2. Job & Pipeline Management Infrastructure
Implemented JobManager and PipelineManager classes for robust job and pipeline lifecycle management: (05fc52b, ae18eeb, 3799d84, 1e447a7, 7b44346)

Atomic state transitions, progress tracking, retry logic, and error handling.
Pipeline coordination, dependency management, pausing/unpausing, and cancellation.
Custom exception hierarchies for clear error recovery.
Added context manager for database session management and streamlined context handling in decorators (3ca697a, c61bd41, 010f15c).

3. Decorator System for Jobs and Pipelines
Introduced decorators for job and pipeline management:
(c2100a2, 155e549, 4a4055d, 3c4e6b9, 010f15c)

with_job_management: Automatic job lifecycle management, error handling, and progress tracking.
with_pipeline_management: Pipeline coordination after job completion.
with_guaranteed_job_run_record: Ensures audit trail by persisting a JobRun record before execution.
Improved test mode support and simplified stacking/usage patterns.

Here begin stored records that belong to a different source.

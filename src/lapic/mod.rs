//! Virtual x2APIC (component D).
//!
//! No teacher analogue exists (GICv3 has no APIC-ID/LDR/ICR model); the
//! register-image-plus-back-reference shape follows the same "plain
//! struct behind a lock, no trait object" convention the teacher used
//! for its per-vCPU interrupt state (`vcpu_interrupt.rs`).

use crate::error::LapicError;
use crate::platform::{APIC_BASE_BSP, APIC_BASE_ENABLED, APIC_BASE_X2APIC, DEFAULT_APIC_BASE};
use bitflags::bitflags;

bitflags! {
    #[derive(Clone, Copy, Debug, PartialEq, Eq)]
    pub struct IcrFlags: u64 {
        const DELIVERY_MODE_INIT = 0b101 << 8;
        const DELIVERY_MODE_STARTUP = 0b110 << 8;
        const DELIVERY_MODE_FIXED = 0;
        const LEVEL_ASSERT = 1 << 14;
        const DEST_SHORTHAND_ALL_EXCL_SELF = 0b11 << 18;
    }
}

/// Destination-resolution outcome for an ICR write (section 4.D).
#[derive(Debug, Clone, Copy, PartialEq, Eq)]
pub enum Destination {
    Physical(u32),
    Logical(u32),
    Broadcast,
    LowestPriority(u32),
}

/// A single vLAPIC register image, owned by its vCPU.
pub struct VLapic {
    pub vcpu_id: u32,
    pub id: u32,
    pub ldr: u32,
    pub icr_lo: u32,
    pub icr_hi: u32,
    pub ppr: u8,
    pub lvt_timer: u32,
    pub lvt_lint0: u32,
    pub lvt_lint1: u32,
    pub lvt_error: u32,
    pub msr_apicbase: u64,
    pub tsc_deadline: u64,
}

impl VLapic {
    /// x2APIC identity for `vcpu_id`: `id = vcpu_id`, `ldr = (cluster<<16)
    /// | (1<<logical)` with `cluster = vcpu_id>>4`, `logical = vcpu_id&0xF`
    /// (section 4.D identity).
    pub fn new(vcpu_id: u32, is_bsp: bool) -> Self {
        let cluster = vcpu_id >> 4;
        let logical = vcpu_id & 0xF;
        let ldr = (cluster << 16) | (1 << logical);
        let mut msr_apicbase = DEFAULT_APIC_BASE | APIC_BASE_ENABLED | APIC_BASE_X2APIC;
        if is_bsp {
            msr_apicbase |= APIC_BASE_BSP;
        }
        Self {
            vcpu_id,
            id: vcpu_id,
            ldr,
            icr_lo: 0,
            icr_hi: 0,
            ppr: 0,
            lvt_timer: 1 << 16, // masked
            lvt_lint0: 1 << 16,
            lvt_lint1: 1 << 16,
            lvt_error: 1 << 16,
            msr_apicbase,
            tsc_deadline: 0,
        }
    }

    pub fn cluster(&self) -> u32 {
        self.vcpu_id >> 4
    }

    pub fn logical(&self) -> u32 {
        self.vcpu_id & 0xF
    }

    /// Does this vLAPIC's LDR match the logical destination mask `dest`?
    pub fn matches_logical(&self, dest: u32) -> bool {
        let dest_cluster = dest >> 16;
        let dest_logical = dest & 0xFFFF;
        dest_cluster == self.cluster() && (dest_logical & (1 << self.logical())) != 0
    }

    /// Read the combined 64-bit ICR (`icr_hi:icr_lo`) written via
    /// `MSR_IA32_EXT_APIC_ICR` (x2APIC ICR is a single 64-bit MSR).
    pub fn icr(&self) -> u64 {
        ((self.icr_hi as u64) << 32) | self.icr_lo as u64
    }

    /// Handle a write to the ICR MSR: classify delivery mode and resolve
    /// the destination (section 4.D ICR-write handling). Returns the
    /// destination so the caller can route INIT/STARTUP/fixed delivery;
    /// direct IPIs (fixed delivery, not INIT/STARTUP) are dispatched by
    /// the caller without further emulation.
    pub fn write_icr(&mut self, value: u64) -> Result<(IcrFlags, Destination, u8), LapicError> {
        self.icr_lo = value as u32;
        self.icr_hi = (value >> 32) as u32;
        let flags = IcrFlags::from_bits_truncate(value & 0xFFFF_FFFF);
        let vector = (value & 0xFF) as u8;
        let dest_field = (value >> 32) as u32;

        let dest = if flags.contains(IcrFlags::DEST_SHORTHAND_ALL_EXCL_SELF) {
            Destination::Broadcast
        } else {
            // Destination-mode bit lives in bit 11 of the low dword.
            let logical_mode = value & (1 << 11) != 0;
            if logical_mode {
                Destination::Logical(dest_field)
            } else {
                Destination::Physical(dest_field)
            }
        };
        Ok((flags, dest, vector))
    }

    /// `IA32_APIC_BASE` write (section 4.D): update the cached value and
    /// report whether this write is the `{XAPIC}` -> `{XAPIC|X2APIC}`
    /// transition, the only one that must trigger the apicv-mode switch
    /// and the VM-wide vLAPIC-state accounting.
    pub fn write_apic_base(&mut self, value: u64) -> bool {
        let was_x2apic = self.msr_apicbase & APIC_BASE_X2APIC != 0;
        let is_x2apic = value & APIC_BASE_X2APIC != 0;
        self.msr_apicbase = value;
        !was_x2apic && is_x2apic
    }

    /// `IA32_APIC_BASE` read (section 4.D): always the cached value.
    pub fn read_apic_base(&self) -> u64 {
        self.msr_apicbase
    }

    /// x2APIC MSR-range access dispatch (section 4.D x2APIC-MSR-access):
    /// `true` if `msr` falls in the x2APIC register window this vLAPIC
    /// must intercept rather than let pass through.
    pub fn owns_msr(msr: u32) -> bool {
        (0x800..=0x8FF).contains(&msr)
    }

    /// TSC-deadline MSR virtualization: record the deadline, the caller
    /// arms the actual preemption timer against it.
    pub fn write_tsc_deadline(&mut self, value: u64) {
        self.tsc_deadline = value;
    }
}

#[cfg(test)]
mod tests {
    use super::*;

    #[test]
    fn identity_matches_section_4d_formula() {
        let lapic = VLapic::new(0x13, false);
        assert_eq!(lapic.cluster(), 1);
        assert_eq!(lapic.logical(), 3);
        assert_eq!(lapic.ldr, (1 << 16) | (1 << 3));
    }

    #[test]
    fn logical_destination_match() {
        let lapic = VLapic::new(0x13, false);
        let dest = (1 << 16) | (1 << 3);
        assert!(lapic.matches_logical(dest));
        assert!(!lapic.matches_logical((2 << 16) | (1 << 3)));
    }

    #[test]
    fn icr_write_classifies_init() {
        let mut lapic = VLapic::new(0, true);
        let value = IcrFlags::DELIVERY_MODE_INIT.bits() | IcrFlags::LEVEL_ASSERT.bits() | (7u64 << 32);
        let (flags, dest, _vector) = lapic.write_icr(value).unwrap();
        assert!(flags.contains(IcrFlags::DELIVERY_MODE_INIT));
        assert_eq!(dest, Destination::Physical(7));
    }

    #[test]
    fn owns_x2apic_msr_range() {
        assert!(VLapic::owns_msr(0x830));
        assert!(!VLapic::owns_msr(0x1B));
    }

    #[test]
    fn apic_base_write_reports_xapic_to_x2apic_transition() {
        let mut lapic = VLapic::new(0, true);
        lapic.msr_apicbase &= !APIC_BASE_X2APIC; // start in xAPIC
        let base = lapic.msr_apicbase;
        let became_x2apic = lapic.write_apic_base(base | APIC_BASE_X2APIC);
        assert!(became_x2apic);
        assert_eq!(lapic.read_apic_base(), base | APIC_BASE_X2APIC);
    }

    #[test]
    fn apic_base_write_within_x2apic_is_not_a_transition() {
        let mut lapic = VLapic::new(0, true); // already x2APIC by default
        let base = lapic.msr_apicbase;
        assert!(!lapic.write_apic_base(base));
    }
}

4. Comprehensive Test Suite
Added and refactored unit and integration tests for all job modules, managers, and decorators.
(05fc52b, ae18eeb, a701d53, 806f8ed, 011522c, 010f15c, 8a22306, a716cc9, b0397b4, 8c5e225, 3c4e6b9, 4a4055d, 1fe076a, 1abe4c6)
Enhanced test coverage for error handling, state transitions, and job orchestration.
Introduced fixtures and utilities for easier test setup and mocking.
Categorized tests with markers for unit, integration, and network tests.
(16a5a50, f34939c)

5. Developer Documentation
Added detailed markdown documentation in the worker/jobs/] directory:
(1abe4c6)

System overview, decorator usage, manager responsibilities, pipeline management, job registry/configuration, and best practices.
Entry-point README and table of contents for easy navigation.
Guidance on error handling, job design, and testing strategies.

6. Database & Model Changes

Added new tables and enums for job traceability JobRun, Pipeline, JobDependency, etc.
(1db6b68)
Alembic migration for pipeline and job tracking schema.
Updated models and enums to support new job/pipeline features.

7. Miscellaneous Improvements
Dependency updates (e.g., added asyncclick).
(a3f36d1)

Logging and error reporting enhancements.
Cleaned up legacy code, removed obsolete files, and improved code organization.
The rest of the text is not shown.